Five key recommendations for using outcome mapping

27 July 2018

I work at the London School of Hygiene and Tropical Medicine as a monitoring and evaluation specialist for the Sanitation and Hygiene Applied Research for Equity (SHARE) research consortium. Outcome mapping is an iterative approach to project planning, monitoring and evaluation which seeks to identify, engage and work with the key stakeholders who are likely to help foster transformative change. It’s especially relevant for policy influencing and SHARE have been using it for research uptake over the past three years.

I recently published a report documenting what SHARE has learnt from using outcome mapping. SHARE built upon ODI’s RAPID Outcome Mapping Approach to plan, implement, monitor and evaluate research into use strategies to reach policy makers and practitioners in East and Southern Africa.

SHARE have five implementing partners – four national research institutions, one NGO – who are delivering sanitation and hygiene research projects in Kenya, Malawi, Tanzania and Zambia. Outcome mapping has helped us reach new stakeholders, engage local and national policymakers, leverage new donor funding as well as form new partnerships with NGOs and research institutions. While there was an initial learning curve to integrate and apply outcome mapping, our partner research institutions ultimately found OM useful and valuable for their research uptake work.

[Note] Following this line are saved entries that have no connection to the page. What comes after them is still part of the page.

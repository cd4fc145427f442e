use super::*;

fn valid_draft() -> Draft {
    Draft {
        recipient: "a@b.com".to_string(),
        subject: "Hi".to_string(),
        message: "Hello".to_string(),
        enhance_content: true,
    }
}

#[test]
fn apply_updates_only_the_named_field() {
    let mut draft = valid_draft();
    draft.apply(FieldUpdate::Subject("Other".to_string()));

    assert_eq!(draft.subject, "Other");
    assert_eq!(draft.recipient, "a@b.com");
    assert_eq!(draft.message, "Hello");
    assert!(draft.enhance_content);
}

#[test]
fn last_write_wins_per_field() {
    let mut draft = Draft::default();
    draft.apply(FieldUpdate::Recipient("first@x.io".to_string()));
    draft.apply(FieldUpdate::EnhanceContent(true));
    draft.apply(FieldUpdate::Recipient("second@x.io".to_string()));
    draft.apply(FieldUpdate::EnhanceContent(false));

    assert_eq!(draft.recipient, "second@x.io");
    assert!(!draft.enhance_content);
    assert!(draft.subject.is_empty());
}

#[test]
fn default_draft_is_empty() {
    assert!(Draft::default().is_empty());
    assert!(!valid_draft().is_empty());
}

#[test]
fn validate_accepts_complete_draft() {
    assert_eq!(valid_draft().validate(), Ok(()));
}

#[test]
fn validate_reports_missing_fields_in_form_order() {
    assert_eq!(
        Draft::default().validate(),
        Err(DraftValidationError::MissingRecipient)
    );

    let mut draft = valid_draft();
    draft.subject = "   ".to_string();
    draft.message.clear();
    assert_eq!(draft.validate(), Err(DraftValidationError::MissingSubject));

    draft.subject = "Hi".to_string();
    assert_eq!(draft.validate(), Err(DraftValidationError::MissingMessage));
}

#[test]
fn validate_rejects_malformed_recipient() {
    let mut draft = valid_draft();
    draft.recipient = "not-an-address".to_string();
    assert_eq!(
        draft.validate(),
        Err(DraftValidationError::InvalidRecipient(
            "not-an-address".to_string()
        ))
    );
}

#[test]
fn email_shape_rules() {
    assert!(is_email_shaped("a@b.com"));
    assert!(is_email_shaped("first.last+tag@mail.example.org"));
    assert!(is_email_shaped("root@localhost"));

    assert!(!is_email_shaped("@b.com"));
    assert!(!is_email_shaped("a@"));
    assert!(!is_email_shaped("a@@b.com"));
    assert!(!is_email_shaped("a@b@c.com"));
    assert!(!is_email_shaped("a b@c.com"));
    assert!(!is_email_shaped("a@b..com"));
    assert!(!is_email_shaped("a@.com"));
}

#[test]
fn to_request_snapshots_every_field() {
    let request = valid_draft().to_request();
    assert_eq!(request.recipient, "a@b.com");
    assert_eq!(request.subject, "Hi");
    assert_eq!(request.message, "Hello");
    assert!(request.enhance_content);
}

It’s a bit of an unusual activity given where we are coming from as a research organisation but I think it’s one that is well worth doing.  I think our final outcome mapping document is quite simple and it’s something that we need to share with other research institutions. – Dr Roma Chilengi, Centre for Infectious Disease Research Zambia

This article highlights five key recommendations from the report – these are likely to be relevant for other research consortia, funders and think tanks who are interested in better planning and monitoring research uptake. These recommendations would be most useful to consider during programme design and implementation but could be used at any point in the programme cycle.

1. Invest in staff skills

We found that implementing partners who know their context well are best placed to develop realistic outcome mapping documents and research into use plans. However specific skills around communications and stakeholder engagement are also needed. Each implementing partner identified or recruited in-country staff with the skills to establish rapport with stakeholders and to identify opportunities for policy influencing.

For example, our partners in Malawi and Tanzania invested in full time Research into Use Coordinators to lead on this important area. Other partners identified individuals with pre-existing skills, helped build their capacity and ensured they had time to work on research into use. We recommend mapping existing skills and investing in building capacity/recruiting staff with the right skills if needed.

2. Resource monitoring and evaluation

Another key area to invest in was monitoring and evaluation – the programme employed me as a full time M&E specialist who was trained in outcome mapping. A centralised full time role was important during the design process to support partners and to provide training a. During implementation, M&E was essential to provide ongoing partner support, to manage and consolidate monitoring data, to facilitate learning workshops and to report progress to programme management and our donor. We recommend building in sufficient budget for M&E staff in order to successfully introduce and implement the outcome mapping approach.

3. Consider context

The programme team had initially assumed that implementing partners would have similar progress markers within their outcome mapping plans. However, we discovered that it was more appropriate for each partner to tailor their OM plan to their individual context.

While all our projects were in East and Southern Africa, we found that contexts particularly differed in terms of government stakeholders who operate differently according to levels of decentralisation. In some contexts the entry point to government is at district level, whereas elsewhere direct interaction with national ministries is more common. We recommend that multi-country programmes consider and acknowledge contextual differences and ensure that there is flexibility to tailor progress markers to each setting.

4. Adapt your terminology

Readers who have worked with outcome mapping already will know that it has its own terminology and language. The programme team had not initially factored in that ‘outcome’ has a specific meaning for health researchers – referring to pre-defined robust, quantifiable and objectively verifiable measures as to whether a health impact is attributable to a specific intervention. This is very different to the definitions used by outcome mapping, where outcomes generally refer to observable changes in behaviour, attitudes, relationships or practices.

It was important to contextualise that OM focuses on contribution to change, rather than direct attribution, and to discuss the differences between OM and results based management or SMART indicators. We recommend understanding current practices and language in order to effectively translate OM principles into appropriate terminology.  

5. Use mixed methods

We linked outcome mapping plans to a programme logframe indicator in order to be able to aggregate and quantify our process. This provided a simple means of donor accountability but did not answer complex questions about change. Rich qualitative data was therefore still essential for us. We recommend combining OM with quantitative methods as a way to satisfy accountability requirements – while also creating space and flexibility for learning from qualitative data.